Abstract
Rotator cuff tear is a significant problem that leads to poor clinical outcomes due to muscle degeneration after injury. The objective of this study was to synergistically increase the number of proregenerative cells recruited to injure rotator cuff muscle through a novel dual treatment system, consisting of a bone marrow mobilizing agent (VPC01091), hypothesized to “push” prohealing cells into the blood, and localized delivery of stromal cell-derived factor-1α (SDF-1α), to “pull” the cells to the injury site. Immediately after rotator cuff tendon injury in rat, the mobilizing agent was delivered systemically, and SDF-1α-loaded heparin-based microparticles were injected into the supraspinatus muscle. Regenerative and degenerative changes to supraspinatus muscle and the presence of inflammatory/immune cells, mesenchymal stem cells (MSCs), and satellite cells were assessed via flow cytometry and histology for up to 21 days. After dual treatment, significantly more MSCs (31.9 ± 8.0% single cells) and T lymphocytes (6.7 ± 4.3 per 20 × field of view) were observed in supraspinatus muscle 7 days after injury and treatment compared to injury alone (14.4 ± 6.5% single cells, 1.2 ± 0.7 per 20 × field of view), in addition to an elevated M2:M1 macrophage ratio (3.0 ± 0.5), an indicator of a proregenerative environment.
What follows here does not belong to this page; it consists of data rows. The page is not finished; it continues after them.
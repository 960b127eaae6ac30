//! Part catalog ("junkyard")
//!
//! Shared gizmo templates looked up by name when vehicles load. The
//! catalog is built once, then frozen; vehicles only ever read it.

use std::collections::HashMap;

use glam::DVec2;
use serde::{Deserialize, Serialize};

use crate::consts::{BASE_THRUSTER_FORCE, BASE_THRUSTER_TEMPLATE};
use crate::error::{ArenaError, Result};

const REQUIRED_KEYS: [&str; 3] = ["manifest", "assets", "gizmos"];

/// Kind-specific template data
#[derive(Debug, Clone, PartialEq, Serialize, Deserialize)]
#[serde(tag = "type", rename_all = "lowercase")]
pub enum GizmoKindTemplate {
    Core {
        /// Damage the core can absorb across all of its atoms
        #[serde(rename = "maxHp")]
        max_hp: f64,
        /// Total force of the base thrusters
        #[serde(rename = "baseForce", default)]
        base_force: Option<f64>,
        /// Total torque of the base thrusters
        #[serde(rename = "baseTorque", default)]
        base_torque: f64,
    },
    Thruster {
        force: f64,
        /// Offset (cells) from the gizmo origin, applied before rotation
        #[serde(rename = "thrustOffset", default)]
        thrust_offset: DVec2,
    },
    Weapon,
}

#[derive(Debug, Clone, PartialEq, Serialize, Deserialize)]
pub struct GizmoTemplate {
    #[serde(flatten)]
    pub kind: GizmoKindTemplate,
    /// Registration point (cells)
    #[serde(default)]
    pub reg: DVec2,
    #[serde(default)]
    pub graphics: Option<String>,
}

impl GizmoTemplate {
    pub fn base_thruster() -> Self {
        Self {
            kind: GizmoKindTemplate::Thruster {
                force: BASE_THRUSTER_FORCE,
                thrust_offset: DVec2::ZERO,
            },
            reg: DVec2::ZERO,
            graphics: None,
        }
    }
}

#[derive(Debug, Clone)]
pub struct PartCatalog {
    templates: HashMap<String, GizmoTemplate>,
    frozen: bool,
}

impl Default for PartCatalog {
    fn default() -> Self {
        Self::new()
    }
}

impl PartCatalog {
    /// An unfrozen catalog holding only the base thruster template
    pub fn new() -> Self {
        let mut templates = HashMap::new();
        templates.insert(BASE_THRUSTER_TEMPLATE.to_string(), GizmoTemplate::base_thruster());
        Self {
            templates,
            frozen: false,
        }
    }

    /// Build, load and freeze a catalog from junkyard JSON
    pub fn from_json(json: &str) -> Result<Self> {
        let mut catalog = Self::new();
        catalog.load_json(json)?;
        catalog.freeze();
        Ok(catalog)
    }

    /// Register a template. A name that is already present keeps its first
    /// definition and returns `Ok(false)`.
    pub fn register(&mut self, name: &str, template: GizmoTemplate) -> Result<bool> {
        if self.frozen {
            return Err(ArenaError::CatalogFrozen(name.to_string()));
        }
        if self.templates.contains_key(name) {
            log::debug!("Ignoring duplicate gizmo template '{}'", name);
            return Ok(false);
        }
        self.templates.insert(name.to_string(), template);
        Ok(true)
    }

    /// Add every template from junkyard JSON (top level must be exactly
    /// `manifest`, `assets` and `gizmos`)
    pub fn load_json(&mut self, json: &str) -> Result<()> {
        let value: serde_json::Value = serde_json::from_str(json)?;
        check_top_level_keys(&value)?;

        let gizmos: HashMap<String, GizmoTemplate> =
            serde_json::from_value(value["gizmos"].clone())?;

        // Sorted so duplicate handling doesn't depend on hash order
        let mut names: Vec<_> = gizmos.keys().cloned().collect();
        names.sort();
        for name in names {
            self.register(&name, gizmos[&name].clone())?;
        }

        log::info!("Part catalog holds {} templates", self.templates.len());
        Ok(())
    }

    pub fn freeze(&mut self) {
        self.frozen = true;
    }

    pub fn is_frozen(&self) -> bool {
        self.frozen
    }

    pub fn lookup(&self, name: &str) -> Option<&GizmoTemplate> {
        self.templates.get(name)
    }

    pub fn len(&self) -> usize {
        self.templates.len()
    }

    pub fn is_empty(&self) -> bool {
        self.templates.is_empty()
    }
}

fn check_top_level_keys(value: &serde_json::Value) -> Result<()> {
    let Some(obj) = value.as_object() else {
        return Err(ArenaError::CatalogMissingKeys(REQUIRED_KEYS.join(", ")));
    };

    let missing: Vec<&str> = REQUIRED_KEYS
        .iter()
        .copied()
        .filter(|k| !obj.contains_key(*k))
        .collect();
    if !missing.is_empty() {
        return Err(ArenaError::CatalogMissingKeys(missing.join(", ")));
    }

    let mut extra: Vec<&str> = obj
        .keys()
        .map(String::as_str)
        .filter(|k| !REQUIRED_KEYS.contains(k))
        .collect();
    if !extra.is_empty() {
        extra.sort();
        return Err(ArenaError::CatalogUnexpectedKeys(extra.join(", ")));
    }

    Ok(())
}
#[inline]
fn non_zero_sign(value: f64) -> f64 {
    if value > 0.0 { 1.0 } else { -1.0 }
}

impl TorqueController {
    pub fn from_tuning(tuning: &Tuning) -> Self {
        Self {
            dt: tuning.dt,
            deadband: tuning.heading_deadband,
            brake_tolerance: tuning.brake_tolerance,
        }
    }

    /// Torque to apply this step to turn through `target_angle` (radians,
    /// positive is counter-clockwise). `max_cw` is the clockwise authority
    /// as a negative torque.
    pub fn find_target_torque(
        &self,
        angular_velocity: f64,
        target_angle: f64,
        inverse_inertia: f64,
        max_ccw: f64,
        max_cw: f64,
    ) -> TorqueTarget {
        let dt = self.dt;
        let mut result = TorqueTarget {
            angle: target_angle,
            ..Default::default()
        };

        if target_angle.abs() > std::f64::consts::PI {
            log::warn!("Heading error outside [-π, π]: {}", target_angle);
        }

        // Zero error counts as counter-clockwise
        let (mut desired, mut brake) = if target_angle < 0.0 {
            result.ccw = false;
            (max_cw, max_ccw)
        } else {
            result.ccw = true;
            (max_ccw, max_cw)
        };

        // Massless or shapeless body: no dynamics to plan against
        if inverse_inertia <= 0.0 || !inverse_inertia.is_finite() {
            result.torque = desired;
            return result;
        }

        if target_angle.abs() < self.deadband {
            let freeze = if angular_velocity > 0.0 {
                angular_velocity + max_cw * inverse_inertia * dt < 0.0
            } else {
                angular_velocity + max_ccw * inverse_inertia * dt > 0.0
            };
            if freeze {
                result.torque = -angular_velocity / (dt * inverse_inertia);
                result.frozen = true;
                return result;
            }
        }

        // Already turning the right way: is it time to brake?
        if result.ccw == (angular_velocity > 0.0) {
            let brake_time = -angular_velocity / (brake * inverse_inertia);
            let brake_dist = brake_time * angular_velocity * 0.5;
            if brake_dist.abs() - target_angle.abs() > -self.brake_tolerance {
                result.brake_dist = brake_dist;
                std::mem::swap(&mut desired, &mut brake);
            }
        }

        // Torque that would close the heading error in exactly one step
        let optimal_velocity = target_angle / dt;
        let optimal_torque = (optimal_velocity - angular_velocity) / (dt * inverse_inertia);
        let desired_sign = non_zero_sign(desired);

        if desired_sign == non_zero_sign(optimal_torque) && desired.abs() > optimal_torque.abs() {
            // Only take the optimal torque if next step can stop us dead
            let required_brake = -optimal_velocity / (dt * inverse_inertia);
            let available_brake = if desired_sign == non_zero_sign(required_brake) {
                desired
            } else {
                brake
            };
            if required_brake.abs() <= available_brake.abs() {
                desired = optimal_torque;
            }
        }

        result.torque = desired;
        result
    }
}

/// Maximum force and torque available along each axis
#[derive(Debug, Clone, Copy, Default, PartialEq, Serialize, Deserialize)]
pub struct ThrustEnvelope {
    pub max_forward: f64,
    pub max_backward: f64,
    pub max_right: f64,
    pub max_left: f64,
    pub max_ccw: f64,
    pub max_cw: f64,
}

impl ThrustEnvelope {
    /// Sum of every attached thruster's positive and negative contributions
    pub fn from_thrusters<'a>(thrusters: impl IntoIterator<Item = &'a Thruster>) -> Self {
        let mut env = Self::default();
        for t in thrusters.into_iter().filter(|t| t.attached) {
            env.max_forward += t.local_force.x.max(0.0);
            env.max_backward += (-t.local_force.x).max(0.0);
            env.max_right += t.local_force.y.max(0.0);
            env.max_left += (-t.local_force.y).max(0.0);
            env.max_ccw += t.torque.max(0.0);
            env.max_cw += (-t.torque).max(0.0);
        }
        env
    }
}

/// Player intent for one step
#[derive(Debug, Clone, Copy, Default, PartialEq, Serialize, Deserialize)]
pub struct SteeringInput {
    /// World heading to face (radians)
    pub face_heading: f64,
    /// World heading to thrust toward (radians)
    pub thrust_heading: f64,
    /// 0 is idle, 255 is full power
    pub thrust_power: u8,
}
These proregenerative cellular changes were accompanied by increased nascent fiber formation (indicated by embryonic myosin heavy chain staining) at day 7 compared to SDF-1α treatment alone, suggesting that this method may be a promising strategy to influence the early cellular response in muscle and promote a proregenerative microenvironment to increase muscle healing after severe rotator cuff tear.
Impact statement
Rotator cuff tear is a significant problem that results in muscle degeneration. In this study, a method to improve regenerative cell recruitment to muscle via localized delivery of stromal cell-derived factor-1α (SDF-1α)-loaded heparin-based microparticles (MPs) to injured muscle in combination with simultaneous treatment with a bone marrow mobilization agent was explored. Systemic delivery of a mobilizing agent to “push” cells into circulation and local injection of SDF-1α loaded MPs to “pull” cells to the injury site resulted in early regenerative effects. Thus, this dual treatment may be a promising strategy to create a more proregenerative microenvironment and positively influence muscle healing after rotator cuff tear.